**EXERCISE INSTRUCTIONS**: Wherever "CorsLayer" shows up in the records below, copy the whole line.

____________

use std::sync::Arc;

use axum::{
    extract::State,
    http::{header, StatusCode},
    middleware,
    response::{IntoResponse, Json, Response},
    routing::get,
    Router,
};
use metrics_exporter_prometheus::PrometheusHandle;
use serde_json::{json, Value};
use tower_http::{cors::CorsLayer, trace::TraceLayer};

use crate::auth::AuthGate;
use crate::error::ApiError;
use crate::handlers::{resource, rooms};
use crate::middleware::{authorization_gate, track_metrics, ApiResponse};
use crate::models::{Discipline, Equipment, Lesson, Record, Resource, Room};
use crate::observability::metrics_handle;
use crate::services::ResourceService;
use crate::store::DocumentStore;

/// Handles shared by every request. The store is opened once at startup and
/// closed by the caller after the server stops.
#[derive(Clone)]
pub struct AppState {
    pub store: Arc<dyn DocumentStore>,
    pub gate: Arc<AuthGate>,
    pub metrics: Option<PrometheusHandle>,
}

impl AppState {
    pub fn new(store: Arc<dyn DocumentStore>, gate: AuthGate) -> Self {
        Self {
            store,
            gate: Arc::new(gate),
            metrics: metrics_handle(),
        }
    }

    pub fn service<R: Resource>(&self) -> ResourceService<R> {
        ResourceService::new(self.store.clone())
    }
}

pub fn app(state: AppState) -> Router {
    app_at(state, None)
}

/// Router mounted under `prefix` (e.g. `/api/erudite`), or at the root when `None`
pub fn app_at(state: AppState, prefix: Option<&str>) -> Router {
    // Every resource route sits behind the one gate
    let protected = Router::new()
        .merge(resource_routes::<Room>("/rooms"))
        .route("/rooms/:id/equipment", get(rooms::list_room_equipment))
        .merge(resource_routes::<Equipment>("/equipment"))
        .merge(resource_routes::<Discipline>("/disciplines"))
        .merge(resource_routes::<Lesson>("/lessons"))
        .merge(resource_routes::<Record>("/records"))
        .route_layer(middleware::from_fn_with_state(
            state.clone(),
            authorization_gate,
        ));

    let routes = Router::new()
        // Public
        .route("/", get(root))
        .route("/health", get(health))
        .route("/metrics", get(metrics))
        .merge(protected)
        .route_layer(middleware::from_fn(track_metrics));

    let routes = match prefix {
        Some(prefix) => Router::new().nest(prefix, routes),
        None => routes,
    };

    routes
        // Global middleware
        .layer(CorsLayer::permissive())
        .layer(TraceLayer::new_for_http())
        .with_state(state)
}

fn resource_routes<R: Resource>(base: &str) -> Router<AppState> {
    Router::new()
        .route(base, get(resource::list::<R>).post(resource::create::<R>))
        .route(
            &format!("{}/:id", base),
            get(resource::show::<R>)
                .put(resource::update::<R>)
                .patch(resource::patch::<R>)
                .delete(resource::delete::<R>),
        )
}

async fn root() -> Json<Value> {
    let version = env!("CARGO_PKG_VERSION");

    Json(json!({
        "status": 200,
        "data": {
            "name": "Erudite",
            "version": version,
            "description": "Registry of rooms, equipment, disciplines, lessons and records",
            "endpoints": {
                "rooms": "/rooms[/:id[/equipment]]",
                "equipment": "/equipment[/:id]",
                "disciplines": "/disciplines[/:id]",
                "lessons": "/lessons[/:id]",
                "records": "/records[/:id]",
                "health": "/health (public)",
                "metrics": "/metrics (public)",
            }
        },
        "message": "Welcome to Erudite!"
    }))
}

async fn health(State(state): State<AppState>) -> impl IntoResponse {
    let now = chrono::Utc::now();

    match state.store.ping().await {
        Ok(()) => ApiResponse::success(
            json!({ "status": "ok", "timestamp": now, "database": "ok" }),
            "Service is healthy",
        ),
        Err(e) => {
            tracing::warn!("Health check failed: {}", e);
            ApiResponse::with_status(
                json!({
                    "status": "degraded",
                    "timestamp": now,
                    "database_error": e.to_string()
                }),
                StatusCode::SERVICE_UNAVAILABLE,
                "database unavailable",
            )
        }
    }
}

/// Prometheus text exposition, outside the JSON envelope
async fn metrics(State(state): State<AppState>) -> Response {
    match &state.metrics {
        Some(handle) => (
            [(header::CONTENT_TYPE, "text/plain; version=0.0.4")],
            handle.render(),
        )
            .into_response(),
        None => ApiError::service_unavailable("metrics recorder unavailable").into_response(),
    }
}

#[cfg(test)]
mod tests {
    use super::*;
    use crate::auth::StaticKeyDirectory;
    use crate::store::MemoryStore;
    use crate::testing::ProbeStore;
    use axum::body::{to_bytes, Body};
    use axum::http::{Method, Request};
    use tower::ServiceExt;

    fn probe_app() -> (Arc<ProbeStore>, Router) {
        let probe = Arc::new(ProbeStore::new(Arc::new(MemoryStore::new())));
        let state = AppState::new(probe.clone(), AuthGate::disabled());
        (probe, app(state))
    }

    async fn send(router: Router, method: Method, uri: &str, body: Option<Value>) -> (StatusCode, Value) {
        let mut builder = Request::builder().method(method).uri(uri);
        let body = match body {
            Some(v) => {
                builder = builder.header("content-type", "application/json");
                Body::from(v.to_string())
            }
            None => Body::empty(),
        };
        let response = router.oneshot(builder.body(body).unwrap()).await.unwrap();
        let status = response.status();
        let bytes = to_bytes(response.into_body(), usize::MAX).await.unwrap();
        (status, serde_json::from_slice(&bytes).unwrap())
    }

    #[tokio::test]
    async fn malformed_ids_never_reach_the_store() {
        let requests = [
            (Method::GET, "/rooms/504", None),
            (Method::DELETE, "/equipment/xyz", None),
            (Method::PATCH, "/disciplines/123", Some(json!({"groups": []}))),
            (Method::PUT, "/lessons/zzzzzzzzzzzzzzzzzzzzzzzz", Some(json!({}))),
            (Method::GET, "/rooms/5f8f8c44b54764421b7156c/equipment", None),
        ];

        for (method, uri, body) in requests {
            let (probe, router) = probe_app();
            let (status, json) = send(router, method, uri, body).await;
            assert_eq!(status, StatusCode::BAD_REQUEST, "{}", uri);
            assert_eq!(json["status"], json!(400));
            assert_eq!(json["data"], json!("ObjectId is written in the wrong format"));
            assert_eq!(probe.calls(), 0, "store touched for {}", uri);
        }
    }

    #[tokio::test]
    async fn missing_record_is_404_envelope() {
        let (_, router) = probe_app();
        let (status, json) = send(router, Method::GET, "/rooms/5f8f8c44b54764421b7156c3", None).await;
        assert_eq!(status, StatusCode::NOT_FOUND);
        assert_eq!(json["status"], json!(404));
        assert_eq!(json["message"], json!("Not Found"));
    }

    #[tokio::test]
    async fn malformed_body_is_400() {
        let (probe, router) = probe_app();
        let request = Request::builder()
            .method(Method::POST)
            .uri("/rooms")
            .header("content-type", "application/json")
            .body(Body::from("{not json"))
            .unwrap();
        let response = router.oneshot(request).await.unwrap();
        assert_eq!(response.status(), StatusCode::BAD_REQUEST);
        assert_eq!(probe.calls(), 0);
    }

    #[tokio::test]
    async fn gate_blocks_before_dispatch() {
        let probe = Arc::new(ProbeStore::new(Arc::new(MemoryStore::new())));
        let gate = AuthGate::new("key", Arc::new(StaticKeyDirectory::new(["secret"])));
        let router = app(AppState::new(probe.clone(), gate));

        let (status, json) = send(router.clone(), Method::GET, "/rooms", None).await;
        assert_eq!(status, StatusCode::UNAUTHORIZED);
        assert_eq!(json["data"], json!("unauthorized"));
        assert_eq!(probe.calls(), 0);

        let request = Request::builder()
            .uri("/rooms")
            .header("key", "secret")
            .body(Body::empty())
            .unwrap();
        let response = router.oneshot(request).await.unwrap();
        assert_eq!(response.status(), StatusCode::OK);
        assert_eq!(probe.calls(), 1);
    }

    #[tokio::test]
    async fn failing_directory_rejects_with_401() {
        let gate = AuthGate::new("key", Arc::new(crate::testing::BrokenDirectory));
        let router = app(AppState::new(Arc::new(MemoryStore::new()), gate));

        let request = Request::builder()
            .uri("/equipment")
            .header("key", "secret")
            .body(Body::empty())
            .unwrap();
        let response = router.oneshot(request).await.unwrap();
        assert_eq!(response.status(), StatusCode::UNAUTHORIZED);
        let bytes = to_bytes(response.into_body(), usize::MAX).await.unwrap();
        let json: Value = serde_json::from_slice(&bytes).unwrap();
        assert_eq!(json["data"], json!("invalid key"));
    }

    #[tokio::test]
    async fn metrics_count_routed_requests() {
        let gate = AuthGate::new("key", Arc::new(StaticKeyDirectory::new(["secret"])));
        let router = app(AppState::new(Arc::new(MemoryStore::new()), gate));

        let (status, _) = send(router.clone(), Method::GET, "/disciplines", None).await;
        assert_eq!(status, StatusCode::UNAUTHORIZED);

        let request = Request::builder().uri("/metrics").body(Body::empty()).unwrap();
        let response = router.oneshot(request).await.unwrap();
        assert_eq!(response.status(), StatusCode::OK);
        let bytes = to_bytes(response.into_body(), usize::MAX).await.unwrap();
        let text = String::from_utf8(bytes.to_vec()).unwrap();

        let line = text
            .lines()
            .find(|l| {
                l.starts_with(crate::middleware::metrics::REQUESTS_TOTAL)
                    && l.contains("path=\"/disciplines\"")
                    && l.contains("status=\"401\"")
            })
            .unwrap_or_else(|| panic!("no request counter in:\n{}", text));
        assert!(line.contains("method=\"GET\""), "{}", line);
    }

    #[tokio::test]
    async fn prefix_mounts_every_route() {
        let state = AppState::new(Arc::new(MemoryStore::new()), AuthGate::disabled());
        let router = app_at(state, Some("/api/erudite"));

        let (status, json) = send(router.clone(), Method::GET, "/api/erudite/health", None).await;
        assert_eq!(status, StatusCode::OK);
        assert_eq!(json["data"]["status"], json!("ok"));

        let (status, json) = send(router.clone(), Method::GET, "/api/erudite/rooms", None).await;
        assert_eq!(status, StatusCode::OK);
        assert_eq!(json["data"], json!([]));

        let request = Request::builder().uri("/rooms").body(Body::empty()).unwrap();
        let response = router.oneshot(request).await.unwrap();
        assert_eq!(response.status(), StatusCode::NOT_FOUND);
    }

    #[tokio::test]
    async fn health_is_public() {
        let gate = AuthGate::new("key", Arc::new(StaticKeyDirectory::new(["secret"])));
        let router = app(AppState::new(Arc::new(MemoryStore::new()), gate));
        let (status, json) = send(router, Method::GET, "/health", None).await;
        assert_eq!(status, StatusCode::OK);
        assert_eq!(json["data"]["database"], json!("ok"));
    }
}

____________

**PROBLEM SOLUTION**:
use tower_http::{cors::CorsLayer, trace::TraceLayer};
        .layer(CorsLayer::permissive())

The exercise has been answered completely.